(TASK DESCRIPTION): Check every line of the data for the word "TextStats", and copy those that have it.

(SOURCE DATA):
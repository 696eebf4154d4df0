mod delete;
mod msg;
mod new;
mod writer;

use axum::{
    extract::{FromRequest, FromRequestParts},
    routing::{delete, post},
    Router,
};
use serde::Serialize;

use crate::{appresult::{AppError, AppResult}, AppState};

pub use msg::add_message;
pub use writer::{create_chat, delete_chat};

/// Shape checks run on a decoded request before any store call.
pub(crate) trait Validate {
    fn validate(&self) -> AppResult<()>;
}

/// `Json` whose rejections answer as [`AppError::InvalidInput`].
#[derive(FromRequest)]
#[from_request(via(axum::Json), rejection(AppError))]
pub(crate) struct AppJson<T>(pub(crate) T);

#[derive(FromRequestParts)]
#[from_request(via(axum::extract::Path), rejection(AppError))]
pub(crate) struct AppPath<T>(pub(crate) T);

#[derive(Debug, Serialize)]
pub(crate) struct Created {
    id: i64,
}

pub fn router() -> Router<AppState> {
    Router::new()
        .route("/", post(new::create_chat))
        .route("/{id}", delete(delete::delete_chat))
        .route("/{id}/messages", post(msg::send_message))
}
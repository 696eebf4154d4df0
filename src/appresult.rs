use std::time::Duration;

use axum::{
    extract::rejection::{JsonRejection, PathRejection},
    http::StatusCode,
    response::{IntoResponse, Response},
    Json,
};
use serde_json::json;

pub type AppResult<T> = Result<T, AppError>;

/// Failure talking to the store. None of these are the caller's fault and none
/// are retried inside the call that hit them.
#[derive(Debug, thiserror::Error)]
pub enum StoreError {
    #[error("unable to start transaction: {0}")]
    Begin(#[source] sqlx::Error),

    #[error("unable to {action}: {source}")]
    Statement {
        action: &'static str,
        #[source]
        source: sqlx::Error,
    },

    #[error("unable to commit transaction: {0}")]
    Commit(#[source] sqlx::Error),

    #[error("store call did not finish within {0:?}")]
    Timeout(Duration),
}

impl StoreError {
    pub(crate) fn statement(action: &'static str) -> impl FnOnce(sqlx::Error) -> Self {
        move |source| Self::Statement { action, source }
    }
}

#[derive(Debug, thiserror::Error)]
pub enum AppError {
    #[error("{0}")]
    InvalidInput(String),

    #[error(transparent)]
    Store(#[from] StoreError),
}

impl AppError {
    pub fn invalid_input(message: impl Into<String>) -> Self {
        Self::InvalidInput(message.into())
    }

    pub fn status_code(&self) -> StatusCode {
        match self {
            Self::InvalidInput(_) => StatusCode::BAD_REQUEST,
            Self::Store(_) => StatusCode::INTERNAL_SERVER_ERROR,
        }
    }

    fn code(&self) -> &'static str {
        match self {
            Self::InvalidInput(_) => "invalid_argument",
            Self::Store(_) => "internal",
        }
    }
}

impl From<JsonRejection> for AppError {
    fn from(rejection: JsonRejection) -> Self {
        Self::InvalidInput(rejection.body_text())
    }
}

impl From<PathRejection> for AppError {
    fn from(rejection: PathRejection) -> Self {
        Self::InvalidInput(rejection.body_text())
    }
}

impl IntoResponse for AppError {
    fn into_response(self) -> Response {
        (
            self.status_code(),
            Json(json!({
                "error": {
                    "code": self.code(),
                    "message": self.to_string(),
                }
            })),
        )
            .into_response()
    }
}
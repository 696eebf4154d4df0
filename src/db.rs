use std::str::FromStr;

use anyhow::Context;
use sqlx::{
    sqlite::{SqliteConnectOptions, SqlitePoolOptions},
    Sqlite, SqliteConnection, SqlitePool, Transaction,
};
use time::OffsetDateTime;

use crate::{include_res, appresult::StoreError};

pub struct NewChat {
    pub name: String,
    pub description: Option<String>,
    // duplicates are kept, one membership row each
    pub user_ids: Vec<i64>,
}

pub struct NewMessage {
    pub chat_id: i64,
    pub from_user_id: i64,
    pub text: String,
    pub created_at: OffsetDateTime,
}

pub async fn connect(database_url: &str, max_connections: u32) -> anyhow::Result<SqlitePool> {
    let options = SqliteConnectOptions::from_str(database_url)
        .with_context(|| format!("invalid database url {database_url}"))?
        .foreign_keys(true)
        .create_if_missing(true);

    let db_pool = SqlitePoolOptions::new()
        .max_connections(max_connections)
        .connect_with(options)
        .await
        .with_context(|| format!("unable to connect to {database_url}"))?;

    migrate(&db_pool).await?;
    Ok(db_pool)
}

pub async fn migrate(db_pool: &SqlitePool) -> anyhow::Result<()> {
    sqlx::raw_sql(include_res!(str, "/schema.sql"))
        .execute(db_pool)
        .await
        .context("unable to apply schema")?;

    tracing::debug!("schema applied");
    Ok(())
}

/// A transaction that is committed only through [`UnitOfWork::finish`].
///
/// Any other way out, an early return, a dropped future or an elapsed
/// deadline, drops the inner transaction and sqlx rolls it back.
pub(crate) struct UnitOfWork {
    tx: Transaction<'static, Sqlite>,
}

impl UnitOfWork {
    pub(crate) async fn begin(db_pool: &SqlitePool) -> Result<Self, StoreError> {
        let tx = db_pool.begin().await.map_err(StoreError::Begin)?;
        Ok(Self { tx })
    }

    pub(crate) fn conn(&mut self) -> &mut SqliteConnection {
        &mut self.tx
    }

    /// Commits on `Ok`, rolls back before returning on `Err`.
    pub(crate) async fn finish<T>(self, result: Result<T, StoreError>) -> Result<T, StoreError> {
        match result {
            Ok(value) => {
                self.tx.commit().await.map_err(StoreError::Commit)?;
                Ok(value)
            }
            Err(err) => {
                if let Err(rollback_err) = self.tx.rollback().await {
                    tracing::warn!(error = %rollback_err, "rollback failed");
                }
                Err(err)
            }
        }
    }
}

#[cfg(test)]
pub(crate) async fn test_pool() -> SqlitePool {
    // one connection, every in-memory connection is its own database
    connect("sqlite::memory:", 1).await.expect("in-memory pool")
}
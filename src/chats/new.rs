use axum::{debug_handler, extract::State, http::StatusCode, Json};
use serde::Deserialize;
use sqlx::SqlitePool;

use crate::{
    appresult::{AppError, AppResult},
    config::StoreDeadline,
    db::NewChat,
    AppState,
};

use super::{writer, AppJson, Created, Validate};

#[derive(Debug, Deserialize)]
pub(crate) struct CreateChatRequest {
    #[serde(default)]
    name: String,
    #[serde(default)]
    description: Option<String>,
    #[serde(default)]
    user_ids: Vec<i64>,
}

impl Validate for CreateChatRequest {
    fn validate(&self) -> AppResult<()> {
        if self.user_ids.is_empty() {
            return Err(AppError::invalid_input("user_ids must contain at least one ID"));
        }

        if self.name.trim().is_empty() {
            return Err(AppError::invalid_input("Chat name must not be empty"));
        }

        Ok(())
    }
}

#[debug_handler(state = AppState)]
pub(crate) async fn create_chat(
    State(db_pool): State<SqlitePool>,
    State(deadline): State<StoreDeadline>,
    AppJson(req): AppJson<CreateChatRequest>,
) -> AppResult<(StatusCode, Json<Created>)> {
    tracing::info!(?req, "create chat");

    if let Err(err) = req.validate() {
        tracing::warn!(error = %err, "create chat rejected");
        return Err(err);
    }

    let chat = NewChat {
        name: req.name,
        description: req.description,
        user_ids: req.user_ids,
    };

    let id = deadline
        .run(writer::create_chat(&db_pool, &chat))
        .await
        .inspect_err(|err| tracing::error!(error = %err, "create chat failed"))?;

    tracing::info!(chat_id = id, members = chat.user_ids.len(), "chat created");
    Ok((StatusCode::CREATED, Json(Created { id })))
}
use axum::{debug_handler, extract::State, http::StatusCode, Json};
use serde::Deserialize;
use sqlx::SqlitePool;
use time::OffsetDateTime;

use crate::{
    appresult::{AppError, AppResult, StoreError},
    config::StoreDeadline,
    db::NewMessage,
    AppState,
};

use super::{AppJson, AppPath, Created, Validate};

const INSERT_MESSAGE: &str =
    "INSERT INTO chat_messages (chat_id, user_id, message, created_at) VALUES (?1, ?2, ?3, ?4) RETURNING id";

#[derive(Debug, Deserialize)]
pub(crate) struct SendMessageRequest {
    from_user_id: i64,
    #[serde(default)]
    text: String,
    #[serde(with = "time::serde::rfc3339")]
    timestamp: OffsetDateTime,
}

impl Validate for SendMessageRequest {
    fn validate(&self) -> AppResult<()> {
        if self.text.trim().is_empty() {
            return Err(AppError::invalid_input(
                "Message text must contain at least 1 non-space character",
            ));
        }

        Ok(())
    }
}

/// Single insert, no transaction. Whether `chat_id` exists is left to the
/// foreign key.
pub async fn add_message(db_pool: &SqlitePool, message: &NewMessage) -> Result<i64, StoreError> {
    sqlx::query_scalar(INSERT_MESSAGE)
        .bind(message.chat_id)
        .bind(message.from_user_id)
        .bind(&message.text)
        .bind(message.created_at)
        .fetch_one(db_pool)
        .await
        .map_err(StoreError::statement("insert message"))
}

#[debug_handler(state = AppState)]
pub(crate) async fn send_message(
    State(db_pool): State<SqlitePool>,
    State(deadline): State<StoreDeadline>,
    AppPath(chat_id): AppPath<i64>,
    AppJson(req): AppJson<SendMessageRequest>,
) -> AppResult<(StatusCode, Json<Created>)> {
    tracing::info!(chat_id, ?req, "send message");

    if let Err(err) = req.validate() {
        tracing::warn!(chat_id, error = %err, "send message rejected");
        return Err(err);
    }

    let message = NewMessage {
        chat_id,
        from_user_id: req.from_user_id,
        text: req.text,
        created_at: req.timestamp,
    };

    let id = deadline
        .run(add_message(&db_pool, &message))
        .await
        .inspect_err(|err| tracing::error!(chat_id, error = %err, "send message failed"))?;

    tracing::info!(chat_id, message_id = id, "message sent");
    Ok((StatusCode::CREATED, Json(Created { id })))
}
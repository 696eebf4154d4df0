pub mod appresult;
pub mod chats;
pub mod config;
pub mod db;
pub mod res;
pub mod tracing_init;

use axum::{extract::FromRef, routing::get, Json, Router};
use serde_json::{json, Value};
use sqlx::SqlitePool;
use tower_http::{cors::CorsLayer, trace::TraceLayer};

pub use appresult::{AppError, AppResult, StoreError};
pub use config::{Config, StoreDeadline};

#[derive(Clone, FromRef)]
pub struct AppState {
    pub db_pool: SqlitePool,
    pub deadline: StoreDeadline,
}

pub fn app(app_state: AppState) -> Router {
    Router::new()
        .route("/health", get(health))
        .nest("/chats", chats::router())
        .layer(CorsLayer::permissive())
        .layer(TraceLayer::new_for_http())
        .with_state(app_state)
}

async fn health() -> Json<Value> {
    Json(json!({ "status": "ok" }))
}
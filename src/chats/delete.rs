use axum::{debug_handler, extract::State, http::StatusCode};
use sqlx::SqlitePool;

use crate::{
    appresult::{AppError, AppResult},
    config::StoreDeadline,
    AppState,
};

use super::{writer, AppPath, Validate};

#[derive(Debug)]
pub(crate) struct DeleteChatRequest {
    id: i64,
}

impl Validate for DeleteChatRequest {
    fn validate(&self) -> AppResult<()> {
        if self.id == 0 {
            return Err(AppError::invalid_input("ID required"));
        }

        Ok(())
    }
}

#[debug_handler(state = AppState)]
pub(crate) async fn delete_chat(
    State(db_pool): State<SqlitePool>,
    State(deadline): State<StoreDeadline>,
    AppPath(id): AppPath<i64>,
) -> AppResult<StatusCode> {
    let req = DeleteChatRequest { id };
    tracing::info!(?req, "delete chat");

    if let Err(err) = req.validate() {
        tracing::warn!(error = %err, "delete chat rejected");
        return Err(err);
    }

    deadline
        .run(writer::delete_chat(&db_pool, req.id))
        .await
        .inspect_err(|err| tracing::error!(chat_id = req.id, error = %err, "delete chat failed"))?;

    tracing::info!(chat_id = req.id, "chat deleted");
    Ok(StatusCode::NO_CONTENT)
}

#[cfg(test)]
mod tests {
    use super::*;

    #[test]
    fn zero_id_is_rejected() {
        let err = DeleteChatRequest { id: 0 }.validate().unwrap_err();
        assert_eq!(err.to_string(), "ID required");
    }

    #[test]
    fn any_other_id_is_accepted() {
        assert!(DeleteChatRequest { id: 1 }.validate().is_ok());
        assert!(DeleteChatRequest { id: -3 }.validate().is_ok());
    }
}
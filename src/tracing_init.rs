use tracing_subscriber::{layer::SubscriberExt, util::SubscriberInitExt, EnvFilter};

/// JSON lines when `CHAT_ENV=production`, human-readable otherwise.
/// `RUST_LOG` overrides the default filter.
pub fn init_tracing() {
    let env_filter = EnvFilter::try_from_default_env()
        .unwrap_or_else(|_| EnvFilter::new("info,chat_server=debug,tower_http=debug"));

    let is_production = std::env::var("CHAT_ENV")
        .map(|v| v == "production")
        .unwrap_or(false);

    if is_production {
        tracing_subscriber::registry()
            .with(env_filter)
            .with(tracing_subscriber::fmt::layer().json().with_target(true))
            .init();
    } else {
        tracing_subscriber::registry()
            .with(env_filter)
            .with(
                tracing_subscriber::fmt::layer()
                    .with_target(true)
                    .with_file(true)
                    .with_line_number(true),
            )
            .init();
    }
}
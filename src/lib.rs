//! Literal find and replace over plain text.
//!
//! The core is a set of pure functions: [`search::find_matches`] locates
//! matches, and its output feeds [`highlight::build_highlighted`] and
//! [`replace::build_replaced`] independently. [`session::SearchState`] is a
//! caller-owned record for interactive use.

pub mod cli;
pub mod clipboard;
pub mod config;
pub mod error;
pub mod highlight;
pub mod input;
pub mod replace;
pub mod search;
pub mod session;
pub mod stats;
pub mod text_utils;

pub use error::TextSwapError;
pub use highlight::build_highlighted;
pub use replace::build_replaced;
pub use search::{Match, SearchOptions, find_matches};
pub use stats::{TextStats, compute_stats};
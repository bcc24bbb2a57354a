use crate::search::Match;

use super::escape::escape_html;

/// CSS class used by `build_highlighted`
pub const DEFAULT_HIGHLIGHT_CLASS: &str = "highlight";

const SPAN_CLOSE: &str = "</span>";

/// Wraps matches in `<span class="...">` markers
#[derive(Debug, Clone, PartialEq, Eq)]
pub struct Highlighter {
    class: String,
}

impl Default for Highlighter {
    fn default() -> Self {
        Self::new(DEFAULT_HIGHLIGHT_CLASS)
    }
}

impl Highlighter {
    pub fn new(class: impl Into<String>) -> Self {
        Self {
            class: class.into(),
        }
    }

    pub fn class(&self) -> &str {
        &self.class
    }

    /// Build the annotated markup for `text`.
    ///
    /// `matches` must come from the matcher for this same text: ascending,
    /// non-overlapping and on char boundaries.
    ///
    /// # Panics
    /// Panics if a match span lies outside `text` or splits a character.
    pub fn build(&self, text: &str, matches: &[Match]) -> String {
        let open = format!(r#"<span class="{}">"#, escape_html(&self.class));
        let mut result =
            String::with_capacity(text.len() + matches.len() * (open.len() + SPAN_CLOSE.len()));
        let mut last = 0;

        for m in matches {
            result.push_str(&escape_html(&text[last..m.index]));
            result.push_str(&open);
            result.push_str(&escape_html(&m.text));
            result.push_str(SPAN_CLOSE);
            last = m.end();
        }

        result.push_str(&escape_html(&text[last..]));
        result
    }
}

/// Build highlighted markup using the default `highlight` class
pub fn build_highlighted(text: &str, matches: &[Match]) -> String {
    Highlighter::default().build(text, matches)
}

#[cfg(test)]
#[path = "builder_tests.rs"]
mod builder_tests;
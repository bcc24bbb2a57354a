//! Type definitions for text statistics

use std::fmt;

use serde::Serialize;

/// Counts over a body of text
#[derive(Debug, Clone, Copy, PartialEq, Eq, Default, Serialize)]
pub struct TextStats {
    /// Number of characters (Unicode scalar values)
    pub characters: usize,
    /// Number of characters that are not whitespace
    pub characters_no_spaces: usize,
    /// Whitespace-delimited tokens
    pub words: usize,
    /// Segments produced by splitting on `\n`
    pub lines: usize,
    /// Non-blank blocks separated by one or more blank lines
    pub paragraphs: usize,
}

impl fmt::Display for TextStats {
    fn fmt(&self, f: &mut fmt::Formatter<'_>) -> fmt::Result {
        write!(
            f,
            "{} chars ({} without spaces), {} words, {} lines, {} paragraphs",
            self.characters, self.characters_no_spaces, self.words, self.lines, self.paragraphs
        )
    }
}

#[cfg(test)]
#[path = "types_tests.rs"]
mod types_tests;
//! Replace module
//!
//! Rebuilds the text with every match substituted by a replacement string.

use crate::search::Match;

/// Substitute every match in `text` with `replacement`.
///
/// Returns `text` unchanged when there are no matches or no replacement was
/// provided. The replacement is inserted verbatim and never re-scanned.
/// The result is built by concatenating the gaps between matches, so stored
/// offsets are never invalidated by earlier substitutions.
///
/// # Panics
/// Panics if a match span lies outside `text` or splits a character.
pub fn build_replaced(text: &str, matches: &[Match], replacement: Option<&str>) -> String {
    let Some(replacement) = replacement else {
        return text.to_string();
    };
    if matches.is_empty() {
        return text.to_string();
    }

    let replaced_len: usize = matches.iter().map(|m| m.length).sum();
    let mut result = String::with_capacity(
        text.len() - replaced_len.min(text.len()) + matches.len() * replacement.len(),
    );
    let mut last = 0;

    for m in matches {
        result.push_str(&text[last..m.index]);
        result.push_str(replacement);
        last = m.end();
    }

    result.push_str(&text[last..]);
    result
}

#[cfg(test)]
#[path = "replace_tests.rs"]
mod replace_tests;
//! OS clipboard through arboard
//!
//! Headless sessions (no display server) report `SystemUnavailable`, which
//! lets the `Auto` backend fall back to OSC 52.

use arboard::Clipboard;

use super::backend::{ClipboardError, ClipboardResult};

pub fn copy(text: &str) -> ClipboardResult {
    Clipboard::new()
        .map_err(|_| ClipboardError::SystemUnavailable)?
        .set_text(text)
        .map_err(|_| ClipboardError::WriteError)
}

#[cfg(test)]
#[path = "system_tests.rs"]
mod system_tests;
use crate::error::TextSwapError;
use std::fs::File;
use std::io::{self, Read};
use std::path::Path;

/// Read text from stdin or a file
pub struct InputReader;

impl InputReader {
    /// Read UTF-8 text from a file path, or stdin when `path` is `None`
    ///
    /// # Returns
    /// * `Ok(String)` - The text
    /// * `Err(TextSwapError)` - If the bytes are not UTF-8 or an IO error occurs
    pub fn read_text(path: Option<&Path>) -> Result<String, TextSwapError> {
        let mut bytes = Vec::new();
        match path {
            Some(file_path) => {
                File::open(file_path)?.read_to_end(&mut bytes)?;
            }
            None => {
                io::stdin().read_to_end(&mut bytes)?;
            }
        }

        Self::decode(bytes)
    }

    /// Decode raw bytes, rejecting anything that is not UTF-8 text
    pub fn decode(bytes: Vec<u8>) -> Result<String, TextSwapError> {
        String::from_utf8(bytes).map_err(|e| TextSwapError::InvalidInput(e.to_string()))
    }
}

#[cfg(test)]
#[path = "reader_tests.rs"]
mod reader_tests;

(ANSWER TO THIS PROBLEM):
pub use stats::{TextStats, compute_stats};
pub struct TextStats {
impl fmt::Display for TextStats {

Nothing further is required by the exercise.